Sculpture by Auguste Rodin

The Maiden Kissed by the Ghost (known by the artist as Le baiser du fantôme et la demoiselle (Note: The Kiss of the Phantom and the Maiden) or Le Rêve (Note: The Dream, possibly referring to Sigmund Freud and his theory of the unconscious mind.) ) is an 1880 sculpture by the French artist Auguste Rodin. It was first exhibited at his fourteenth exhibition, hosted by the National Society Salon. One of the marble versions of the work is now in the Museo Soumaya in Mexico City.

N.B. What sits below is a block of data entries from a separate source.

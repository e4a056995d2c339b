use serde::Serialize;

use crate::config::PlotConfig;
use crate::error::MapError;
use crate::icon::plot_container_id;
use crate::models::SeriesPayload;

const BAND_FILL: &str = "rgba(0, 0, 0, .07)";

/// A station chart ready to hand to the charting library: options, data
/// columns and where to mount it. Value formatters are functions on the JS
/// side, so they are attached by the renderer using [`format_value`].
#[derive(Debug, Clone, PartialEq, Serialize)]
pub struct PlotSpec {
    #[serde(skip)]
    pub container_id: String,
    #[serde(skip)]
    pub unit: String,
    pub options: PlotOptions,
    /// Columns: x, low, high, average.
    pub data: Vec<Vec<Option<f64>>>,
}

#[derive(Debug, Clone, PartialEq, Serialize)]
#[serde(rename_all = "camelCase")]
pub struct PlotOptions {
    pub title: String,
    pub width: u32,
    pub height: u32,
    pub scales: Scales,
    pub series: Vec<SeriesOptions>,
    pub axes: Vec<AxisOptions>,
    pub bands: Vec<BandOptions>,
}

#[derive(Debug, Clone, PartialEq, Serialize)]
pub struct Scales {
    pub x: ScaleOptions,
}

#[derive(Debug, Clone, PartialEq, Serialize)]
pub struct ScaleOptions {
    pub time: bool,
}

#[derive(Debug, Clone, PartialEq, Default, Serialize)]
#[serde(rename_all = "camelCase")]
pub struct SeriesOptions {
    #[serde(skip_serializing_if = "Option::is_none")]
    pub label: Option<&'static str>,
    #[serde(skip_serializing_if = "Option::is_none")]
    pub stroke: Option<&'static str>,
    #[serde(skip_serializing_if = "Option::is_none")]
    pub fill: Option<&'static str>,
    #[serde(skip_serializing_if = "Option::is_none")]
    pub width: Option<f64>,
    #[serde(skip_serializing_if = "Option::is_none")]
    pub band: Option<bool>,
    #[serde(skip_serializing_if = "Option::is_none")]
    pub span_gaps: Option<bool>,
}

#[derive(Debug, Clone, PartialEq, Default, Serialize)]
pub struct AxisOptions {
    #[serde(skip)]
    pub unit_ticks: bool,
}

#[derive(Debug, Clone, PartialEq, Serialize)]
pub struct BandOptions {
    pub series: [usize; 2],
    pub fill: &'static str,
}

impl PlotSpec {
    pub fn build(
        station: &str,
        payload: SeriesPayload,
        config: &PlotConfig,
    ) -> Result<PlotSpec, MapError> {
        payload.validate()?;

        let band = |label, stroke| SeriesOptions {
            label: Some(label),
            stroke: Some(stroke),
            fill: Some(BAND_FILL),
            width: Some(0.0),
            band: Some(true),
            span_gaps: Some(false),
        };
        let options = PlotOptions {
            title: format!("{station} vertical component"),
            width: config.width,
            height: config.height,
            scales: Scales {
                x: ScaleOptions { time: false },
            },
            series: vec![
                SeriesOptions::default(),
                band("Low", "blue"),
                band("High", "red"),
                SeriesOptions {
                    label: Some("Avg"),
                    stroke: Some("teal"),
                    width: Some(1.0),
                    span_gaps: Some(false),
                    ..Default::default()
                },
            ],
            axes: vec![
                AxisOptions::default(),
                AxisOptions { unit_ticks: true },
            ],
            bands: vec![BandOptions {
                series: [2, 1],
                fill: BAND_FILL,
            }],
        };

        let SeriesPayload {
            t,
            low,
            high,
            average,
        } = payload;
        Ok(PlotSpec {
            container_id: plot_container_id(station),
            unit: config.unit.clone(),
            options,
            data: vec![t.into_iter().map(Some).collect(), low, high, average],
        })
    }

    /// Indices of the series whose hover value carries the unit.
    pub fn value_series(&self) -> impl Iterator<Item = usize> + '_ {
        (1..self.options.series.len()).filter(|&i| self.options.series[i].label.is_some())
    }

    /// Indices of the axes whose ticks carry the unit.
    pub fn unit_axes(&self) -> impl Iterator<Item = usize> + '_ {
        self.options
            .axes
            .iter()
            .enumerate()
            .filter(|(_, axis)| axis.unit_ticks)
            .map(|(i, _)| i)
    }
}

/// Hover and tick label for one value.
pub fn format_value(value: Option<f64>, unit: &str) -> String {
    match value {
        Some(v) if v.is_finite() => format!("{v} {unit}"),
        _ => "--".to_string(),
    }
}

#[cfg(test)]
mod tests {
    use super::*;

    fn payload() -> SeriesPayload {
        SeriesPayload {
            t: vec![0.0, 1.0, 2.0],
            low: vec![Some(1.0), None, Some(2.0)],
            high: vec![Some(3.0), None, Some(4.0)],
            average: vec![Some(2.0), None, Some(3.0)],
        }
    }

    #[test]
    fn test_build_columns_and_target() {
        let spec = PlotSpec::build("BRST", payload(), &PlotConfig::default()).unwrap();
        assert_eq!(spec.container_id, "plot_BRST");
        assert_eq!(spec.options.title, "BRST vertical component");
        assert_eq!(spec.data.len(), 4);
        assert_eq!(spec.data[0], vec![Some(0.0), Some(1.0), Some(2.0)]);
        assert_eq!(spec.data[3][1], None);
    }

    #[test]
    fn test_options_json_shape() {
        let spec = PlotSpec::build("A", payload(), &PlotConfig::default()).unwrap();
        let json = serde_json::to_value(&spec.options).unwrap();
        assert_eq!(json["width"], 400);
        assert_eq!(json["height"], 200);
        assert_eq!(json["scales"]["x"]["time"], false);
        assert_eq!(json["series"][0], serde_json::json!({}));
        assert_eq!(json["series"][1]["label"], "Low");
        assert_eq!(json["series"][1]["band"], true);
        assert_eq!(json["series"][2]["stroke"], "red");
        assert_eq!(json["series"][3]["label"], "Avg");
        assert_eq!(json["series"][3]["spanGaps"], false);
        assert!(json["series"][3].get("band").is_none());
        assert_eq!(json["bands"][0]["series"], serde_json::json!([2, 1]));
    }

    #[test]
    fn test_unit_targets() {
        let spec = PlotSpec::build("A", payload(), &PlotConfig::default()).unwrap();
        assert_eq!(spec.value_series().collect::<Vec<_>>(), vec![1, 2, 3]);
        assert_eq!(spec.unit_axes().collect::<Vec<_>>(), vec![1]);
        assert_eq!(spec.unit, "mm");
    }

    #[test]
    fn test_rejects_ragged_payload() {
        let mut bad = payload();
        bad.high.pop();
        assert!(PlotSpec::build("A", bad, &PlotConfig::default()).is_err());
    }

    #[test]
    fn test_format_value() {
        assert_eq!(format_value(Some(2.0), "mm"), "2 mm");
        assert_eq!(format_value(Some(-1.25), "mm"), "-1.25 mm");
        assert_eq!(format_value(None, "mm"), "--");
        assert_eq!(format_value(Some(f64::NAN), "mm"), "--");
    }
}
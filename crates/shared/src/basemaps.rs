//! Tile providers offered as mutually exclusive base layers.
use serde::Serialize;

#[derive(Debug, Clone, PartialEq, Serialize)]
#[serde(rename_all = "camelCase")]
pub struct BaseLayer {
    #[serde(skip)]
    pub name: &'static str,
    #[serde(skip)]
    pub url: &'static str,
    pub attribution: &'static str,
    #[serde(skip_serializing_if = "Option::is_none")]
    pub max_zoom: Option<u8>,
    #[serde(skip_serializing_if = "Option::is_none")]
    pub subdomains: Option<&'static str>,
}

const OSM_ATTRIBUTION: &str =
    "&copy; <a href=\"https://www.openstreetmap.org/copyright\">OpenStreetMap</a> contributors";
const CARTO_ATTRIBUTION: &str = "&copy; <a href=\"https://www.openstreetmap.org/copyright\">OpenStreetMap</a> contributors &copy; <a href=\"https://carto.com/attributions\">CARTO</a>";

pub const BASE_LAYERS: &[BaseLayer] = &[
    BaseLayer {
        name: "OpenStreetMap",
        url: "https://tile.openstreetmap.org/{z}/{x}/{y}.png",
        attribution: OSM_ATTRIBUTION,
        max_zoom: None,
        subdomains: None,
    },
    BaseLayer {
        name: "Wikimedia",
        url: "https://maps.wikimedia.org/osm-intl/{z}/{x}/{y}.png",
        attribution: "<a href=\"https://wikimediafoundation.org/wiki/Maps_Terms_of_Use\">Wikimedia maps</a> | Map data &copy; <a href=\"http://openstreetmap.org/copyright\">OpenStreetMap contributors</a>",
        max_zoom: None,
        subdomains: None,
    },
    BaseLayer {
        name: "Esri Nat. Geo. Worldmap",
        url: "https://server.arcgisonline.com/ArcGIS/rest/services/NatGeo_World_Map/MapServer/tile/{z}/{y}/{x}",
        attribution: "Powered by Esri | <a href=\"https://www.arcgis.com/home/item.html?id=3d1a30626bbc46c582f148b9252676ce\">attributions</a>",
        max_zoom: Some(16),
        subdomains: None,
    },
    BaseLayer {
        name: "Esri World Physical",
        url: "https://server.arcgisonline.com/ArcGIS/rest/services/World_Physical_Map/MapServer/tile/{z}/{y}/{x}",
        attribution: "Tiles &copy; Esri &mdash; Source: US National Park Service",
        max_zoom: Some(8),
        subdomains: None,
    },
    BaseLayer {
        name: "CartoDB Positron",
        url: "https://{s}.basemaps.cartocdn.com/light_nolabels/{z}/{x}/{y}{r}.png",
        attribution: CARTO_ATTRIBUTION,
        max_zoom: Some(20),
        subdomains: Some("abcd"),
    },
    BaseLayer {
        name: "CartoDB Dark",
        url: "https://{s}.basemaps.cartocdn.com/dark_nolabels/{z}/{x}/{y}{r}.png",
        attribution: CARTO_ATTRIBUTION,
        max_zoom: Some(20),
        subdomains: Some("abcd"),
    },
    BaseLayer {
        name: "Esri World Imagery",
        url: "https://server.arcgisonline.com/ArcGIS/rest/services/World_Imagery/MapServer/tile/{z}/{y}/{x}",
        attribution: "Powered by Esri | <a href=\"https://www.arcgis.com/home/item.html?id=10df2279f9684e4a9f6a7f08febac2a9\">attributions</a>",
        max_zoom: None,
        subdomains: None,
    },
];

pub fn find(name: &str) -> Option<&'static BaseLayer> {
    BASE_LAYERS.iter().find(|layer| layer.name == name)
}

/// The layer to show first: the named one, or the last table entry.
pub fn initial(name: &str) -> &'static BaseLayer {
    find(name).unwrap_or(&BASE_LAYERS[BASE_LAYERS.len() - 1])
}

#[cfg(test)]
mod tests {
    use super::*;

    #[test]
    fn test_names_are_unique() {
        let mut names: Vec<_> = BASE_LAYERS.iter().map(|l| l.name).collect();
        names.sort_unstable();
        names.dedup();
        assert_eq!(names.len(), BASE_LAYERS.len());
    }

    #[test]
    fn test_initial_falls_back_to_imagery() {
        assert_eq!(initial("CartoDB Dark").name, "CartoDB Dark");
        assert_eq!(initial("no such layer").name, "Esri World Imagery");
    }

    #[test]
    fn test_tile_options_skip_unset_fields() {
        let osm = serde_json::to_value(find("OpenStreetMap").unwrap()).unwrap();
        assert!(osm.get("maxZoom").is_none());
        assert!(osm.get("url").is_none());
        let carto = serde_json::to_value(find("CartoDB Positron").unwrap()).unwrap();
        assert_eq!(carto["maxZoom"], 20);
        assert_eq!(carto["subdomains"], "abcd");
    }
}
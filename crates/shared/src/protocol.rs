//! Messages crossing the host bridge.
//!
//! Inbound, the host emits named signals with positional arguments; multi-field
//! payloads travel as JSON text. [`Command::decode`] turns one such emission
//! into a typed command. Outbound, the page calls named slots on the host
//! object; [`HostEvent`] knows each slot name and its argument list.

use serde::de::DeserializeOwned;
use serde_json::Value;

use crate::error::MapError;
use crate::models::{LatLng, MarkerColors, SeriesPayload, Station, StationBatch};
use crate::state::{StateAction, StateFlag};

#[derive(Debug, Clone, PartialEq)]
pub enum Command {
    SetIconTemplate(String),
    AddStation(Station),
    AddStations(StationBatch),
    ClearStations,
    SetMarkersColors(MarkerColors),
    SetStationsState {
        names: Vec<String>,
        action: StateAction,
    },
    FitMapBound,
    SendStationData {
        name: String,
        series: SeriesPayload,
    },
    PanMap(LatLng),
}

impl Command {
    /// Every signal name the page listens to, aliases included.
    pub const SIGNALS: &'static [&'static str] = &[
        "sendMarkerTemplate",
        "setMarkerIconTemplate",
        "addSingleStation",
        "addStation",
        "addStations",
        "clearStations",
        "setMarkersColors",
        "setStationsState",
        "fitMapBound",
        "sendStationData",
        "panMap",
    ];

    pub fn decode(signal: &str, args: &[Value]) -> Result<Command, MapError> {
        let command = match signal {
            "sendMarkerTemplate" | "setMarkerIconTemplate" => {
                let a = Args::new("setMarkerIconTemplate", args);
                Command::SetIconTemplate(a.string(0)?)
            }
            "addSingleStation" | "addStation" => {
                let a = Args::new("addStation", args);
                Command::AddStation(Station {
                    name: a.string(0)?,
                    position: LatLng::new(a.number(1)?, a.number(2)?),
                    tooltip: a.optional_string(3)?.unwrap_or_default(),
                    has_plot: a.optional_bool(4)?.unwrap_or(false),
                })
            }
            "addStations" => Command::AddStations(Args::new("addStations", args).payload(0)?),
            "clearStations" => Command::ClearStations,
            "setMarkersColors" => {
                Command::SetMarkersColors(Args::new("setMarkersColors", args).payload(0)?)
            }
            "setStationsState" => {
                let a = Args::new("setStationsState", args);
                Command::SetStationsState {
                    names: a.payload(0)?,
                    action: StateAction::from_code(a.integer(1)?)?,
                }
            }
            "fitMapBound" => Command::FitMapBound,
            "sendStationData" => {
                let a = Args::new("sendStationData", args);
                Command::SendStationData {
                    name: a.string(0)?,
                    series: a.payload(1)?,
                }
            }
            "panMap" => {
                let a = Args::new("panMap", args);
                Command::PanMap(LatLng::new(a.number(1)?, a.number(0)?))
            }
            other => return Err(MapError::UnknownCommand(other.to_string())),
        };
        Ok(command)
    }

    /// Canonical name, used in logs.
    pub fn name(&self) -> &'static str {
        match self {
            Command::SetIconTemplate(_) => "setMarkerIconTemplate",
            Command::AddStation(_) => "addStation",
            Command::AddStations(_) => "addStations",
            Command::ClearStations => "clearStations",
            Command::SetMarkersColors(_) => "setMarkersColors",
            Command::SetStationsState { .. } => "setStationsState",
            Command::FitMapBound => "fitMapBound",
            Command::SendStationData { .. } => "sendStationData",
            Command::PanMap(_) => "panMap",
        }
    }
}

/// Positional argument access with errors that name the command.
struct Args<'a> {
    command: &'static str,
    values: &'a [Value],
}

impl<'a> Args<'a> {
    fn new(command: &'static str, values: &'a [Value]) -> Self {
        Self { command, values }
    }

    fn get(&self, index: usize) -> Option<&'a Value> {
        self.values.get(index).filter(|v| !v.is_null())
    }

    fn required(&self, index: usize) -> Result<&'a Value, MapError> {
        self.get(index).ok_or(MapError::MissingArgument {
            command: self.command,
            index,
        })
    }

    fn invalid(&self, index: usize, expected: &'static str) -> MapError {
        MapError::InvalidArgument {
            command: self.command,
            index,
            expected,
        }
    }

    fn string(&self, index: usize) -> Result<String, MapError> {
        self.required(index)?
            .as_str()
            .map(str::to_string)
            .ok_or_else(|| self.invalid(index, "a string"))
    }

    fn optional_string(&self, index: usize) -> Result<Option<String>, MapError> {
        match self.get(index) {
            None => Ok(None),
            Some(_) => self.string(index).map(Some),
        }
    }

    fn number(&self, index: usize) -> Result<f64, MapError> {
        self.required(index)?
            .as_f64()
            .ok_or_else(|| self.invalid(index, "a number"))
    }

    fn integer(&self, index: usize) -> Result<i64, MapError> {
        let value = self.required(index)?;
        value
            .as_i64()
            .or_else(|| value.as_f64().filter(|f| f.fract() == 0.0).map(|f| f as i64))
            .ok_or_else(|| self.invalid(index, "an integer"))
    }

    fn optional_bool(&self, index: usize) -> Result<Option<bool>, MapError> {
        match self.get(index) {
            None => Ok(None),
            Some(Value::Bool(b)) => Ok(Some(*b)),
            Some(v) => match v.as_i64() {
                Some(0) => Ok(Some(false)),
                Some(1) => Ok(Some(true)),
                _ => Err(self.invalid(index, "a boolean")),
            },
        }
    }

    /// A structured payload, given either as JSON text or as a value.
    fn payload<T: DeserializeOwned>(&self, index: usize) -> Result<T, MapError> {
        let value = self.required(index)?;
        let parsed = match value {
            Value::String(text) => serde_json::from_str(text),
            other => serde_json::from_value(other.clone()),
        };
        parsed.map_err(|e| MapError::Payload {
            command: self.command,
            message: e.to_string(),
        })
    }
}

/// Calls the page makes on the host object.
#[derive(Debug, Clone, PartialEq)]
pub enum HostEvent {
    MapMove(LatLng),
    MapLeftClick(LatLng),
    MapRightClick,
    MarkerMouseover(String),
    MarkerMouseout(String),
    MarkerClick { name: String, action: StateAction },
    MarkerRightClick(String),
    Ready,
    Print(String),
}

impl HostEvent {
    /// Pointer entered or left a marker.
    pub fn marker_hover(name: &str, entering: bool) -> Self {
        if entering {
            HostEvent::MarkerMouseover(name.to_string())
        } else {
            HostEvent::MarkerMouseout(name.to_string())
        }
    }

    /// Click on a marker: ask the host to select it unless it already is.
    pub fn marker_click(name: &str, currently_selected: bool) -> Self {
        let action = if currently_selected {
            StateAction::Remove(StateFlag::Selected)
        } else {
            StateAction::Add(StateFlag::Selected)
        };
        HostEvent::MarkerClick {
            name: name.to_string(),
            action,
        }
    }

    pub fn slot(&self) -> &'static str {
        match self {
            HostEvent::MapMove(_) => "onMapMove",
            HostEvent::MapLeftClick(_) => "onMapLeftClick",
            HostEvent::MapRightClick => "onMapRightClick",
            HostEvent::MarkerMouseover(_) => "onMarkerMouseover",
            HostEvent::MarkerMouseout(_) => "onMarkerMouseout",
            HostEvent::MarkerClick { .. } => "onMarkerClick",
            HostEvent::MarkerRightClick(_) => "onMarkerRightClick",
            HostEvent::Ready => "onMapLoad",
            HostEvent::Print(_) => "jsPrint",
        }
    }

    pub fn args(&self) -> Vec<Value> {
        match self {
            HostEvent::MapMove(at) | HostEvent::MapLeftClick(at) => {
                vec![at.lng.into(), at.lat.into()]
            }
            HostEvent::MapRightClick | HostEvent::Ready => Vec::new(),
            HostEvent::MarkerMouseover(name)
            | HostEvent::MarkerMouseout(name)
            | HostEvent::MarkerRightClick(name)
            | HostEvent::Print(name) => vec![name.as_str().into()],
            HostEvent::MarkerClick { name, action } => {
                vec![name.as_str().into(), action.code().into()]
            }
        }
    }
}

#[cfg(test)]
mod tests {
    use super::*;
    use serde_json::json;

    #[test]
    fn test_decode_add_station() {
        let cmd = Command::decode(
            "addSingleStation",
            &[json!("BRST"), json!(48.38), json!(-4.5), json!("Brest"), json!(true)],
        )
        .unwrap();
        let Command::AddStation(station) = cmd else {
            panic!("wrong command: {cmd:?}");
        };
        assert_eq!(station.name, "BRST");
        assert_eq!(station.position, LatLng::new(48.38, -4.5));
        assert!(station.has_plot);
    }

    #[test]
    fn test_decode_add_station_defaults() {
        let cmd = Command::decode("addStation", &[json!("A"), json!(1), json!(2)]).unwrap();
        assert!(matches!(cmd, Command::AddStation(ref s) if s.tooltip.is_empty() && !s.has_plot));
    }

    #[test]
    fn test_decode_add_stations_from_json_text() {
        let text = r#"{"staname":["A","B"],"lat":[1,2],"lon":[3,4],"tooltip":["t1","t2"],"plotted":[true,false]}"#;
        let cmd = Command::decode("addStations", &[json!(text)]).unwrap();
        let Command::AddStations(batch) = cmd else {
            panic!("wrong command");
        };
        assert_eq!(batch.len(), 2);
    }

    #[test]
    fn test_decode_add_stations_from_value() {
        let cmd = Command::decode(
            "addStations",
            &[json!({"name": ["A"], "lat": [1], "lon": [3]})],
        )
        .unwrap();
        assert!(matches!(cmd, Command::AddStations(ref b) if b.len() == 1));
    }

    #[test]
    fn test_decode_set_stations_state() {
        let cmd = Command::decode("setStationsState", &[json!(r#"["A","B"]"#), json!(-3)]).unwrap();
        assert_eq!(
            cmd,
            Command::SetStationsState {
                names: vec!["A".into(), "B".into()],
                action: StateAction::Remove(StateFlag::Selected),
            }
        );
    }

    #[test]
    fn test_decode_rejects_bad_state_code() {
        let err = Command::decode("setStationsState", &[json!("[]"), json!(7)]).unwrap_err();
        assert_eq!(err, MapError::InvalidStateCode(7));
    }

    #[test]
    fn test_decode_station_data() {
        let cmd = Command::decode(
            "sendStationData",
            &[json!("A"), json!(r#"{"t":[0],"Zlow":[1],"Zhigh":[2],"Z":[1.5]}"#)],
        )
        .unwrap();
        let Command::SendStationData { name, series } = cmd else {
            panic!("wrong command");
        };
        assert_eq!(name, "A");
        assert_eq!(series.average, vec![Some(1.5)]);
    }

    #[test]
    fn test_decode_pan_map_takes_lng_first() {
        let cmd = Command::decode("panMap", &[json!(7.0), json!(48.0)]).unwrap();
        assert_eq!(cmd, Command::PanMap(LatLng::new(48.0, 7.0)));
    }

    #[test]
    fn test_decode_missing_and_invalid_arguments() {
        assert_eq!(
            Command::decode("sendMarkerTemplate", &[]).unwrap_err(),
            MapError::MissingArgument {
                command: "setMarkerIconTemplate",
                index: 0
            }
        );
        assert_eq!(
            Command::decode("addStation", &[json!("A"), json!("north"), json!(2)]).unwrap_err(),
            MapError::InvalidArgument {
                command: "addStation",
                index: 1,
                expected: "a number"
            }
        );
        assert!(matches!(
            Command::decode("setMarkersColors", &[json!("{oops")]).unwrap_err(),
            MapError::Payload { .. }
        ));
    }

    #[test]
    fn test_decode_unknown() {
        assert_eq!(
            Command::decode("selfDestruct", &[]).unwrap_err(),
            MapError::UnknownCommand("selfDestruct".into())
        );
    }

    #[test]
    fn test_every_signal_decodes_or_needs_args() {
        for signal in Command::SIGNALS {
            let res = Command::decode(signal, &[]);
            assert!(
                !matches!(res, Err(MapError::UnknownCommand(_))),
                "{signal} is not routed"
            );
        }
    }

    #[test]
    fn test_host_event_wire() {
        let ev = HostEvent::MapMove(LatLng::new(48.0, 7.0));
        assert_eq!(ev.slot(), "onMapMove");
        assert_eq!(ev.args(), vec![json!(7.0), json!(48.0)]);

        let ev = HostEvent::marker_click("A", false);
        assert_eq!(ev.slot(), "onMarkerClick");
        assert_eq!(ev.args(), vec![json!("A"), json!(2)]);

        let ev = HostEvent::marker_click("A", true);
        assert_eq!(ev.args(), vec![json!("A"), json!(-3)]);

        let ev = HostEvent::marker_hover("A", false);
        assert_eq!(ev.slot(), "onMarkerMouseout");
        assert_eq!(ev.args(), vec![json!("A")]);

        assert!(HostEvent::Ready.args().is_empty());
        assert_eq!(HostEvent::Ready.slot(), "onMapLoad");
    }
}
//! Visual state of a station marker.
//!
//! The host still speaks in the legacy integer codes (0 default, 1 hovered,
//! 2 selected, 3 both), so every state keeps its code, but transitions go
//! through [`MarkerState::apply`] which refuses to set a flag twice or clear a
//! flag that is not set.
use std::fmt;

use serde::{Deserialize, Serialize};

use crate::error::MapError;

#[derive(Debug, Clone, Copy, PartialEq, Eq, Default, Serialize, Deserialize)]
pub enum MarkerState {
    #[default]
    Default,
    Hovered,
    Selected,
    HoveredSelected,
}

/// A single state bit the host can toggle.
#[derive(Debug, Clone, Copy, PartialEq, Eq, Hash, Serialize, Deserialize)]
pub enum StateFlag {
    Hovered,
    Selected,
}

/// What a `setStationsState` call asks for.
#[derive(Debug, Clone, Copy, PartialEq, Eq, Serialize, Deserialize)]
pub enum StateAction {
    Add(StateFlag),
    Remove(StateFlag),
}

impl StateFlag {
    pub const ALL: [StateFlag; 2] = [StateFlag::Hovered, StateFlag::Selected];

    pub fn code(self) -> i64 {
        match self {
            StateFlag::Hovered => 1,
            StateFlag::Selected => 2,
        }
    }

    /// Suffix used in the marker CSS classes (`svg-icon-hovered`, ...).
    pub fn class_suffix(self) -> &'static str {
        match self {
            StateFlag::Hovered => "hovered",
            StateFlag::Selected => "selected",
        }
    }
}

impl fmt::Display for StateFlag {
    fn fmt(&self, f: &mut fmt::Formatter<'_>) -> fmt::Result {
        f.write_str(self.class_suffix())
    }
}

impl MarkerState {
    pub fn code(self) -> i64 {
        match self {
            MarkerState::Default => 0,
            MarkerState::Hovered => 1,
            MarkerState::Selected => 2,
            MarkerState::HoveredSelected => 3,
        }
    }

    pub fn from_code(code: i64) -> Option<Self> {
        match code {
            0 => Some(MarkerState::Default),
            1 => Some(MarkerState::Hovered),
            2 => Some(MarkerState::Selected),
            3 => Some(MarkerState::HoveredSelected),
            _ => None,
        }
    }

    pub fn contains(self, flag: StateFlag) -> bool {
        self.code() & flag.code() != 0
    }

    pub fn is_selected(self) -> bool {
        self.contains(StateFlag::Selected)
    }

    pub fn is_hovered(self) -> bool {
        self.contains(StateFlag::Hovered)
    }

    /// Apply an action, returning the new state or the reason it was refused.
    pub fn apply(self, action: StateAction) -> Result<MarkerState, MapError> {
        let refused = MapError::Transition { from: self, action };
        let code = match action {
            StateAction::Add(flag) if !self.contains(flag) => self.code() | flag.code(),
            StateAction::Remove(flag) if self.contains(flag) => self.code() & !flag.code(),
            _ => return Err(refused),
        };
        MarkerState::from_code(code).ok_or(refused)
    }
}

impl fmt::Display for MarkerState {
    fn fmt(&self, f: &mut fmt::Formatter<'_>) -> fmt::Result {
        match self {
            MarkerState::Default => f.write_str("default"),
            MarkerState::Hovered => f.write_str("hovered"),
            MarkerState::Selected => f.write_str("selected"),
            MarkerState::HoveredSelected => f.write_str("hovered+selected"),
        }
    }
}

impl StateAction {
    /// Decode the wire integer: a positive flag code adds it, its bitwise
    /// complement removes it.
    pub fn from_code(code: i64) -> Result<Self, MapError> {
        for flag in StateFlag::ALL {
            if code == flag.code() {
                return Ok(StateAction::Add(flag));
            }
            if code == !flag.code() {
                return Ok(StateAction::Remove(flag));
            }
        }
        Err(MapError::InvalidStateCode(code))
    }

    pub fn code(self) -> i64 {
        match self {
            StateAction::Add(flag) => flag.code(),
            StateAction::Remove(flag) => !flag.code(),
        }
    }

    pub fn flag(self) -> StateFlag {
        match self {
            StateAction::Add(flag) | StateAction::Remove(flag) => flag,
        }
    }

    pub fn is_add(self) -> bool {
        matches!(self, StateAction::Add(_))
    }
}

impl fmt::Display for StateAction {
    fn fmt(&self, f: &mut fmt::Formatter<'_>) -> fmt::Result {
        match self {
            StateAction::Add(flag) => write!(f, "add {flag}"),
            StateAction::Remove(flag) => write!(f, "remove {flag}"),
        }
    }
}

It shows a winged man above a young woman, who tries not to return his kiss. The work shows Rodin's admiration for Michelangelo's treatment of the human form and draws on The Divine Comedy as well as the story of Orpheus and descriptions of the underworld by Hesiod. He also particularly drew on lines 25-30 and 39-40 in The Horseman, poem 23 in the 1861 edition of Charles Baudelaire's Les Fleurs du Mal:

Je plongerai ma tête amoureuse d'ivresse
Dans ce noir océan où l'autre est enfermé;

Et mon esprit subtil que le roulis caresse
Saura vous retrouver, ô féconde paresse,
Infinis bercements du loisir embaumé!
(...)
N'es-tu pas l'oasis où je rêve, et la gourde
Où je hume à longs traits le vin du souvenir? (Note: I will plunge my head, amorous with intoxication
Into this black ocean where the other one is enclosed;
And my subtle spirit that the wave caresses
Shall find in you, oh fecund laziness,
Infinite cradles of embalmed leisure!
...
Are you not the oasis where I dream, and the gourd
From which I gulp down the wine of memory in long draughts?)

Rodin reused the figure of the woman in several other variants such as the Torso of Adele, Eternal Springtime, Paolo and Francesca and The Kiss.